In our tweaking and revamping and what-not, I have been absorbing some new resources.  I'm reading a lot from Dr. Russell Barkley.  You will both love and loathe this man.

As do I.

He has reminded me of what motivates me.  In one of his books, he asks parents to make a chart.  On one side you write all of the attributes of the best supervisor/boss you've ever had, and how they motivated you.  On the other side, of course, you write the attributes of the worst supervisor/boss in your history.

You all see where this is going, and in the words of one of my dearest friends, "Ohhh geeeez."

Some of our kids, indeed, cycle through behavioral patterns.  In the same way, we as parents begin our own patterns of reactive behavior.  Before we even realize it, we are stuck.  We have lost love and connection and patience.  We can't remember the last time we have had soft eyes or a kind voice.

When we are having a crappy time at home, in our sleep or in our hearts and minds, it comes out in our work.  That is precisely when we need a boss who understands that we can't always be "on."  We will work through it and push forward much faster if we feel heard and understood, even if we don't have the words to talk about it.  This is when we need a motivator - an encourager.  The supervisors we have had in our lives who respond this way are the bosses we still talk about.  They are the people who received our very best.  They are the people who accepted all of us and we knew it, and we were motivated to work harder for them.

Ay, ay, ay.  Is this the space we provide for our kids? 

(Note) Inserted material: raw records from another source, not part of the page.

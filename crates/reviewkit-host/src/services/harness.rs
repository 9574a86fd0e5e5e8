// SPDX-License-Identifier: PMPL-1.0-or-later
// Copyright (c) 2026 Jonathan D.A. Jewell (hyperpolymath) <jonathan.jewell@open.ac.uk>
//
// JSON-lines harness: stands in for the app shell's method channel on
// desktop.
//
// Each input line is either a method call
// (`{"id": 1, "channel": "...", "method": ..., "arguments": ...}`, with `id`
// and `channel` optional) or a lifecycle event
// (`{"lifecycle": "detachActivity"}`). Every line gets exactly one response
// line.
//
// Lifecycle events apply as soon as they are read, and method calls run as
// separate tasks, so a detach can land while a request is still pending.
// Replies are written in completion order; calls that carry an `id` get
// `{"id": ..., "response": ...}` back so the caller can match them up.

use std::sync::Arc;

use serde::Deserialize;
use serde_json::{json, Value};
use tokio::io::{AsyncBufRead, AsyncBufReadExt, AsyncWrite, AsyncWriteExt};
use tokio::task::JoinSet;
use tracing::{debug, info, warn};

use reviewkit_bridge::traits::ReviewPlatform;
use reviewkit_core::error::{ReviewError, Result};
use reviewkit_core::types::{ActivityHandle, ErrorKind};
use reviewkit_core::ReviewConfig;
use reviewkit_orchestrator::{dispatch, HostBinding, MethodCall, MethodResponse, ReviewOrchestrator};

/// Host lifecycle events the shell would normally report.
#[derive(Debug, Clone, Copy, PartialEq, Eq, Deserialize)]
#[serde(rename_all = "camelCase")]
pub enum LifecycleEvent {
    AttachContext,
    DetachContext,
    AttachActivity,
    DetachActivity,
}

#[derive(Debug, Deserialize)]
#[serde(untagged)]
enum HarnessLine {
    Lifecycle { lifecycle: LifecycleEvent },
    Call(CallLine),
}

#[derive(Debug, Deserialize)]
struct CallLine {
    #[serde(default)]
    id: Option<Value>,
    /// Absent means the orchestrator's own channel.
    #[serde(default)]
    channel: Option<String>,
    #[serde(flatten)]
    call: MethodCall,
}

#[derive(Debug)]
struct Reply {
    id: Option<Value>,
    response: MethodResponse,
}

impl Reply {
    fn untagged(response: MethodResponse) -> Self {
        Self { id: None, response }
    }

    fn encode(&self) -> serde_json::Result<Vec<u8>> {
        let body = serde_json::to_value(&self.response)?;
        let line = match &self.id {
            Some(id) => json!({ "id": id, "response": body }),
            None => body,
        };
        let mut encoded = serde_json::to_vec(&line)?;
        encoded.push(b'\n');
        Ok(encoded)
    }
}

/// What to do with one input line.
enum Accepted {
    Ignored,
    Reply(Reply),
    Dispatch { id: Option<Value>, call: MethodCall },
}

pub struct Harness {
    orchestrator: Arc<ReviewOrchestrator>,
    channel: String,
    next_activity_id: u64,
}

impl Harness {
    /// Wire an orchestrator to `platform`. With `attached`, the harness
    /// behaves like an app in the foreground from the start.
    pub fn new(platform: Arc<dyn ReviewPlatform>, config: ReviewConfig, attached: bool) -> Self {
        info!(
            platform = platform.platform_name(),
            channel = %config.channel_name,
            attached,
            "starting review harness"
        );
        let channel = config.channel_name.clone();
        let host = HostBinding::new();
        let mut harness = Self {
            orchestrator: Arc::new(ReviewOrchestrator::new(platform, host, config)),
            channel,
            next_activity_id: 1,
        };
        if attached {
            harness.apply(LifecycleEvent::AttachContext);
            harness.apply(LifecycleEvent::AttachActivity);
        }
        harness
    }

    fn apply(&mut self, event: LifecycleEvent) {
        let host = self.orchestrator.host();
        match event {
            LifecycleEvent::AttachContext => host.attach_context(),
            LifecycleEvent::DetachContext => host.detach_context(),
            LifecycleEvent::AttachActivity => {
                let id = self.next_activity_id;
                self.next_activity_id += 1;
                host.attach_activity(ActivityHandle::new(id, "HarnessActivity"));
            }
            LifecycleEvent::DetachActivity => host.detach_activity(),
        }
    }

    fn accept(&mut self, line: &str) -> Accepted {
        let line = line.trim();
        if line.is_empty() {
            return Accepted::Ignored;
        }

        match serde_json::from_str::<HarnessLine>(line) {
            Ok(HarnessLine::Lifecycle { lifecycle }) => {
                debug!(?lifecycle, "lifecycle event");
                self.apply(lifecycle);
                Accepted::Reply(Reply::untagged(MethodResponse::Ok(Value::Null)))
            }
            Ok(HarnessLine::Call(CallLine { id, channel, call })) => match channel {
                Some(channel) if channel != self.channel => {
                    info!(%channel, method = %call.method, "call for another channel");
                    Accepted::Reply(Reply {
                        id,
                        response: MethodResponse::NotImplemented,
                    })
                }
                _ => Accepted::Dispatch { id, call },
            },
            Err(e) => {
                warn!(error = %e, "unparseable harness line");
                Accepted::Reply(Reply::untagged(MethodResponse::error(
                    ErrorKind::InvalidArgument,
                    format!("bad request: {e}"),
                )))
            }
        }
    }

    /// Pump lines from `input` to `output` until EOF and every pending call
    /// has answered.
    pub async fn run<R, W>(&mut self, input: R, mut output: W) -> Result<()>
    where
        R: AsyncBufRead + Unpin,
        W: AsyncWrite + Unpin,
    {
        let mut lines = input.lines();
        let mut pending: JoinSet<Reply> = JoinSet::new();
        let mut input_open = true;

        loop {
            tokio::select! {
                line = lines.next_line(), if input_open => match line? {
                    Some(line) => match self.accept(&line) {
                        Accepted::Ignored => {}
                        Accepted::Reply(reply) => write_reply(&mut output, &reply).await?,
                        Accepted::Dispatch { id, call } => {
                            let orchestrator = Arc::clone(&self.orchestrator);
                            pending.spawn(async move {
                                let response = dispatch(&orchestrator, &call).await;
                                Reply { id, response }
                            });
                        }
                    },
                    None => {
                        debug!(pending = pending.len(), "input closed");
                        input_open = false;
                    }
                },
                Some(joined) = pending.join_next() => {
                    let reply = joined
                        .map_err(|e| ReviewError::Bridge(format!("dispatch task failed: {e}")))?;
                    write_reply(&mut output, &reply).await?;
                }
                else => break,
            }
        }

        info!("harness exiting");
        Ok(())
    }
}

async fn write_reply<W: AsyncWrite + Unpin>(output: &mut W, reply: &Reply) -> Result<()> {
    output.write_all(&reply.encode()?).await?;
    output.flush().await?;
    Ok(())
}

#[cfg(test)]
mod tests {
    use reviewkit_bridge::scripted::ScriptedBridge;
    use reviewkit_core::types::StoreTarget;
    use tokio::io::BufReader;

    use super::*;

    fn config() -> ReviewConfig {
        ReviewConfig {
            retry_delay_ms: 0,
            ..Default::default()
        }
    }

    fn harness(attached: bool) -> (Arc<ScriptedBridge>, Harness) {
        let bridge = Arc::new(ScriptedBridge::new(StoreTarget::PlayStore));
        let harness = Harness::new(bridge.clone(), config(), attached);
        (bridge, harness)
    }

    fn parse_output(output: Vec<u8>) -> Vec<Value> {
        String::from_utf8(output)
            .unwrap()
            .lines()
            .map(|l| serde_json::from_str(l).unwrap())
            .collect()
    }

    async fn run_lines(harness: &mut Harness, input: &str) -> Vec<Value> {
        let mut output = Vec::new();
        harness.run(input.as_bytes(), &mut output).await.unwrap();
        parse_output(output)
    }

    fn reply_for(out: &[Value], id: u64) -> &Value {
        &out.iter().find(|v| v["id"] == json!(id)).unwrap()["response"]
    }

    #[tokio::test]
    async fn one_response_per_line() {
        let (_, mut h) = harness(true);
        let out = run_lines(
            &mut h,
            "{\"id\":1,\"method\":\"isAvailable\"}\n\n{\"id\":2,\"method\":\"requestReview\"}\n",
        )
        .await;
        assert_eq!(out.len(), 2);
        assert_eq!(reply_for(&out, 1), &json!({"ok": true}));
        assert_eq!(reply_for(&out, 2), &json!({"ok": null}));
    }

    #[tokio::test]
    async fn lifecycle_applies_before_later_calls() {
        let (_, mut h) = harness(true);
        let out = run_lines(
            &mut h,
            "{\"lifecycle\":\"detachActivity\"}\n{\"method\":\"requestReview\"}\n",
        )
        .await;
        assert_eq!(out[0], json!({"ok": null}));
        assert_eq!(out[1]["error"]["code"], json!("NoHostContext"));
    }

    #[tokio::test]
    async fn detach_line_cancels_pending_request() {
        let (bridge, mut h) = harness(true);
        let _gate = bridge.hold_fetches();
        let started = bridge.fetch_started();

        let (mut client, server) = tokio::io::duplex(1024);
        let mut output = Vec::new();
        let driver = async move {
            client
                .write_all(b"{\"id\":7,\"method\":\"requestReview\"}\n")
                .await
                .unwrap();
            started.notified().await;
            client
                .write_all(b"{\"lifecycle\":\"detachActivity\"}\n")
                .await
                .unwrap();
        };
        let (result, ()) = tokio::join!(h.run(BufReader::new(server), &mut output), driver);
        result.unwrap();

        let out = parse_output(output);
        assert_eq!(out.len(), 2);
        assert_eq!(out[0], json!({"ok": null}));
        assert_eq!(reply_for(&out, 7)["error"]["code"], json!("NoHostContext"));
        assert_eq!(bridge.flow_calls(), 0);
    }

    #[tokio::test]
    async fn calls_for_other_channels_are_not_implemented() {
        let (bridge, mut h) = harness(true);
        let out = run_lines(
            &mut h,
            concat!(
                "{\"id\":1,\"channel\":\"plugins.other/share\",\"method\":\"requestReview\"}\n",
                "{\"id\":2,\"channel\":\"dev.britannio.in_app_review\",\"method\":\"isAvailable\"}\n",
            ),
        )
        .await;
        assert_eq!(reply_for(&out, 1), &json!("notImplemented"));
        assert_eq!(reply_for(&out, 2), &json!({"ok": true}));
        assert_eq!(bridge.fetch_calls(), 0);
    }

    #[tokio::test]
    async fn garbage_is_invalid_argument() {
        let (_, mut h) = harness(false);
        match h.accept("not json") {
            Accepted::Reply(Reply {
                response: MethodResponse::Error { code, .. },
                ..
            }) => assert_eq!(code, "InvalidArgument"),
            _ => panic!("expected an InvalidArgument reply"),
        }
    }
}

I coach parents, not because I have this stuff down and I'm amazing and it's like blinking for me.  I coach parents because I can truly connect with them.  I know what it's like to read stuff like this after years and think, "CRAP!  How can I be doing so well with one child and yet be stuck in such a negative cycle with another?  I DON'T WANT TO GET UNSTUCK!  I'M STUCK!"

Just like a really amazing supervisor at work, I have to receive and absorb training and look for those opportunities.  I need to surround myself with others who are doing well at what I want to do, even in their humanity.  I have to learn new things and remind myself of the old things that are effective.  I have to practice those things, even with the people at work who make it more of a struggle (because they need it the most).  I have to keep my eyes on the big picture.  I have to choose, most days, to be the kind of person who will create a space of growth and forward movement.  I have to be willing to admit when I screw up and show those around me how to fix it when you blow it.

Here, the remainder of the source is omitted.